**WORK TO COMPLETE**
Where does the word "Failed" show up in the records? Copy every line that holds it.

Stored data
============================================================
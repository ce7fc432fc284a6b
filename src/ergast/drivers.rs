use log::{debug, warn};
use regex::Regex;
use roxmltree::{Document, Node, ParsingOptions};

use super::DriverRecord;
use crate::config::ExtractionPolicy;
use crate::error::{Error, ExtractionError, Result};
use crate::transport::Transport;

const DRIVER_TAG: &str = "Driver";

/// The path segment before the last one, i.e. the `2020` of `.../2020/drivers`.
pub fn grid_year_from_url(url: &str) -> Option<&str> {
    lazy_static! {
        static ref RE_GRID_YEAR: Regex = Regex::new(r"(?:^|/)(?P<year>[^/]+)/[^/]*$").unwrap();
    }

    RE_GRID_YEAR.captures(url)
        .and_then(|x| x.name("year"))
        .map(|m| m.as_str())
}

fn find_child<'a, 'input>(driver: &Node<'a, 'input>, namespace: &str, tag: &str) -> Option<Node<'a, 'input>> {
    driver.children().find(|c| c.has_tag_name((namespace, tag)))
}

fn required_text(driver: &Node, namespace: &str, driver_id: &str, element: &'static str) -> std::result::Result<String, ExtractionError> {
    match find_child(driver, namespace, element) {
        Some(node) => Ok(node.text().unwrap_or("").to_owned()),
        None => Err(ExtractionError::MissingElement {
            driver_id: driver_id.to_owned(),
            element,
        }),
    }
}

fn extract_driver(driver: &Node, namespace: &str, grid_year: &str) -> std::result::Result<DriverRecord, ExtractionError> {
    let driver_id = match driver.attribute("driverId") {
        Some(id) => id,
        None => return Err(ExtractionError::MissingAttribute { attribute: "driverId" }),
    };

    // an empty <PermanentNumber/> counts as absent
    let permanent_number = find_child(driver, namespace, "PermanentNumber")
        .and_then(|n| n.text())
        .map(|t| t.to_owned());

    Ok(DriverRecord {
        driver_id: driver_id.to_owned(),
        code: driver.attribute("code").map(|c| c.to_owned()),
        permanent_number,
        given_name: required_text(driver, namespace, driver_id, "GivenName")?,
        family_name: required_text(driver, namespace, driver_id, "FamilyName")?,
        date_of_birth: required_text(driver, namespace, driver_id, "DateOfBirth")?,
        nationality: required_text(driver, namespace, driver_id, "Nationality")?,
        grid_year: grid_year.to_owned(),
    })
}

/// Every `Driver` element in `namespace`, at any depth, in document order.
/// An unparsable document is an error; a malformed entry is reported in place.
pub fn parse_drivers(xml: &str, namespace: &str, grid_year: &str) -> Result<Vec<std::result::Result<DriverRecord, ExtractionError>>> {
    // Ergast documents may carry a DOCTYPE; nothing in it is needed
    let options = ParsingOptions {
        allow_dtd: true,
        ..ParsingOptions::default()
    };
    let document = Document::parse_with_options(xml, options)?;

    let drivers = document
        .descendants()
        .filter(|n| n.has_tag_name((namespace, DRIVER_TAG)))
        .map(|n| extract_driver(&n, namespace, grid_year))
        .collect();

    Ok(drivers)
}

/// Fetches one season document and turns it into records.
///
/// Anything short of a 200 response is logged and yields no records, so a bad
/// season leaves a gap instead of failing the run. Malformed entries are
/// handled according to `policy`.
pub fn fetch_and_parse_url<T: Transport + ?Sized>(transport: &T, url: &str, namespace: &str, policy: ExtractionPolicy) -> Result<Vec<DriverRecord>> {
    let grid_year = match grid_year_from_url(url) {
        Some(year) => year,
        None => {
            return Err(Error::Extraction {
                url: url.to_owned(),
                source: ExtractionError::MissingYearSegment { url: url.to_owned() },
            })
        }
    };

    debug!("Requesting {}", url);
    let response = match transport.get(url) {
        Ok(r) => r,
        Err(e) => {
            warn!("Failed to get drivers data. {}", e);
            return Ok(Vec::new());
        }
    };

    if response.status != 200 {
        warn!("Failed to get drivers data. Status code: {}", response.status);
        return Ok(Vec::new());
    }

    let text = String::from_utf8(response.body).map_err(|source| Error::Encoding {
        url: url.to_owned(),
        source,
    })?;

    let mut records = Vec::new();
    for entry in parse_drivers(&text, namespace, grid_year)? {
        match entry {
            Ok(record) => records.push(record),
            Err(source) => match policy {
                ExtractionPolicy::Abort => {
                    return Err(Error::Extraction {
                        url: url.to_owned(),
                        source,
                    })
                }
                ExtractionPolicy::Skip => {
                    warn!("Skipping malformed driver entry from {}: {}", url, source);
                }
            },
        }
    }

    debug!("Parsed {} drivers for season {}", records.len(), grid_year);
    Ok(records)
}

#[cfg(test)]
use crate::testing::{capture_logs, season_document, warnings, CannedTransport, DriverFixture, NAMESPACE};

#[cfg(test)]
const URL_2020: &str = "http://ergast.com/api/f1/2020/drivers";

#[test]
fn test_grid_year_from_url() {
    assert_eq!(grid_year_from_url("http://ergast.com/api/f1/2020/drivers"), Some("2020"));
    assert_eq!(grid_year_from_url("http://ergast.com/api/f1/1950/drivers.xml"), Some("1950"));
    assert_eq!(grid_year_from_url("2020/drivers"), Some("2020"));
    assert_eq!(grid_year_from_url("drivers"), None);
}

#[test]
fn test_parse_drivers_fields() {
    let mut hamilton = DriverFixture::new("hamilton");
    hamilton.code = Some("HAM");
    hamilton.permanent_number = Some("44");
    hamilton.given_name = Some("Lewis");
    let farina = DriverFixture::new("farina");

    let xml = season_document(2020, &[hamilton, farina]);
    let parsed = parse_drivers(&xml, NAMESPACE, "2020").unwrap();

    assert_eq!(parsed.len(), 2);
    assert_eq!(parsed[0], Ok(DriverRecord {
        driver_id: "hamilton".to_owned(),
        code: Some("HAM".to_owned()),
        permanent_number: Some("44".to_owned()),
        given_name: "Lewis".to_owned(),
        family_name: "Family".to_owned(),
        date_of_birth: "1985-01-07".to_owned(),
        nationality: "British".to_owned(),
        grid_year: "2020".to_owned(),
    }));

    let farina = parsed[1].as_ref().unwrap();
    assert_eq!(farina.code, None);
    assert_eq!(farina.permanent_number, None);
}

#[test]
fn test_parse_drivers_ignores_other_namespaces() {
    let xml = format!(
        r#"<MRData xmlns="{}" xmlns:x="urn:other"><DriverTable><x:Driver driverId="ghost"/>{}</DriverTable></MRData>"#,
        NAMESPACE,
        DriverFixture::new("alonso").to_xml()
    );
    let parsed = parse_drivers(&xml, NAMESPACE, "2005").unwrap();

    assert_eq!(parsed.len(), 1);
    assert_eq!(parsed[0].as_ref().unwrap().driver_id, "alonso");
}

#[test]
fn test_parse_drivers_missing_given_name() {
    let mut nameless = DriverFixture::new("nameless");
    nameless.given_name = None;
    let xml = season_document(1951, &[DriverFixture::new("fangio"), nameless]);

    let parsed = parse_drivers(&xml, NAMESPACE, "1951").unwrap();
    assert!(parsed[0].is_ok());
    assert_eq!(parsed[1], Err(ExtractionError::MissingElement {
        driver_id: "nameless".to_owned(),
        element: "GivenName",
    }));
}

#[test]
fn test_parse_drivers_with_doctype() {
    let xml = season_document(2020, &[DriverFixture::new("sainz"), DriverFixture::new("norris")])
        .replacen("<MRData", "<!DOCTYPE MRData><MRData", 1);

    let parsed = parse_drivers(&xml, NAMESPACE, "2020").unwrap();
    assert_eq!(parsed.len(), 2);
    assert!(parsed.iter().all(|r| r.is_ok()));
}

#[test]
fn test_parse_drivers_missing_driver_id() {
    let xml = format!(
        r#"<MRData xmlns="{}"><DriverTable><Driver code="X"><GivenName>A</GivenName><FamilyName>B</FamilyName><DateOfBirth>1900-01-01</DateOfBirth><Nationality>C</Nationality></Driver></DriverTable></MRData>"#,
        NAMESPACE
    );

    let parsed = parse_drivers(&xml, NAMESPACE, "1960").unwrap();
    assert_eq!(parsed, vec![Err(ExtractionError::MissingAttribute { attribute: "driverId" })]);
}

#[test]
fn test_parse_drivers_empty_required_element() {
    let mut blank = DriverFixture::new("blank");
    blank.given_name = Some("");
    let xml = season_document(1958, &[blank]).replace("<GivenName></GivenName>", "<GivenName/>");

    let parsed = parse_drivers(&xml, NAMESPACE, "1958").unwrap();
    assert_eq!(parsed[0].as_ref().unwrap().given_name, "");
}

#[test]
fn test_parse_drivers_invalid_xml() {
    assert!(matches!(parse_drivers("<MRData><Driver>", NAMESPACE, "2020"), Err(Error::Xml(_))));
}

#[test]
fn test_fetch_and_parse_counts_and_year() {
    let drivers: Vec<DriverFixture> = ["a", "b", "c"].iter().map(|id| DriverFixture::new(*id)).collect();
    // the body claims another season; grid_year must come from the URL
    let transport = CannedTransport::default().with(URL_2020, 200, &season_document(1999, &drivers));

    let records = fetch_and_parse_url(&transport, URL_2020, NAMESPACE, ExtractionPolicy::Abort).unwrap();

    assert_eq!(records.len(), 3);
    assert!(records.iter().all(|r| r.grid_year == "2020"));
    assert_eq!(transport.requested.borrow().as_slice(), &[URL_2020.to_owned()]);
}

#[test]
fn test_fetch_and_parse_error_status() {
    let transport = CannedTransport::default().with(URL_2020, 503, "unavailable");

    let (result, logs) = capture_logs(|| fetch_and_parse_url(&transport, URL_2020, NAMESPACE, ExtractionPolicy::Abort));

    assert!(result.unwrap().is_empty());
    assert_eq!(warnings(&logs), vec!["Failed to get drivers data. Status code: 503"]);
}

#[test]
fn test_fetch_and_parse_transport_failure() {
    let transport = CannedTransport::default();

    let (result, logs) = capture_logs(|| fetch_and_parse_url(&transport, URL_2020, NAMESPACE, ExtractionPolicy::Abort));

    assert!(result.unwrap().is_empty());
    assert_eq!(warnings(&logs).len(), 1);
}

#[test]
fn test_fetch_and_parse_missing_given_name_aborts_batch() {
    let mut nameless = DriverFixture::new("nameless");
    nameless.given_name = None;
    let body = season_document(2020, &[DriverFixture::new("first"), nameless]);
    let transport = CannedTransport::default().with(URL_2020, 200, &body);

    match fetch_and_parse_url(&transport, URL_2020, NAMESPACE, ExtractionPolicy::Abort) {
        Err(Error::Extraction { url, source }) => {
            assert_eq!(url, URL_2020);
            assert_eq!(source, ExtractionError::MissingElement { driver_id: "nameless".to_owned(), element: "GivenName" });
        }
        other => panic!("expected an extraction error, got {:?}", other),
    }
}

#[test]
fn test_fetch_and_parse_missing_given_name_skipped() {
    let mut nameless = DriverFixture::new("nameless");
    nameless.given_name = None;
    let body = season_document(2020, &[DriverFixture::new("first"), nameless, DriverFixture::new("last")]);
    let transport = CannedTransport::default().with(URL_2020, 200, &body);

    let (result, logs) = capture_logs(|| fetch_and_parse_url(&transport, URL_2020, NAMESPACE, ExtractionPolicy::Skip));

    let ids: Vec<String> = result.unwrap().into_iter().map(|r| r.driver_id).collect();
    assert_eq!(ids, vec!["first", "last"]);
    assert_eq!(warnings(&logs).len(), 1);
    assert!(warnings(&logs)[0].contains("GivenName"));
}

#[test]
fn test_fetch_and_parse_missing_driver_id() {
    let body = season_document(2020, &[DriverFixture::new("first")])
        .replace("</DriverTable>", "<Driver><GivenName>A</GivenName></Driver></DriverTable>");
    let transport = CannedTransport::default().with(URL_2020, 200, &body);

    match fetch_and_parse_url(&transport, URL_2020, NAMESPACE, ExtractionPolicy::Abort) {
        Err(Error::Extraction { source, .. }) => assert_eq!(source, ExtractionError::MissingAttribute { attribute: "driverId" }),
        other => panic!("expected an extraction error, got {:?}", other),
    }

    let (result, logs) = capture_logs(|| fetch_and_parse_url(&transport, URL_2020, NAMESPACE, ExtractionPolicy::Skip));

    let ids: Vec<String> = result.unwrap().into_iter().map(|r| r.driver_id).collect();
    assert_eq!(ids, vec!["first"]);
    assert_eq!(warnings(&logs).len(), 1);
    assert!(warnings(&logs)[0].contains("driverId"));
}

#[test]
fn test_fetch_and_parse_rejects_non_utf8() {
    let transport = CannedTransport::default().with_bytes(URL_2020, 200, vec![0x3c, 0xff, 0xfe]);

    assert!(matches!(
        fetch_and_parse_url(&transport, URL_2020, NAMESPACE, ExtractionPolicy::Abort),
        Err(Error::Encoding { .. })
    ));
}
============================================================
**RESPONSE FOR THIS EXERCISE**
            warn!("Failed to get drivers data. {}", e);
        warn!("Failed to get drivers data. Status code: {}", response.status);
    assert_eq!(warnings(&logs), vec!["Failed to get drivers data. Status code: 503"]);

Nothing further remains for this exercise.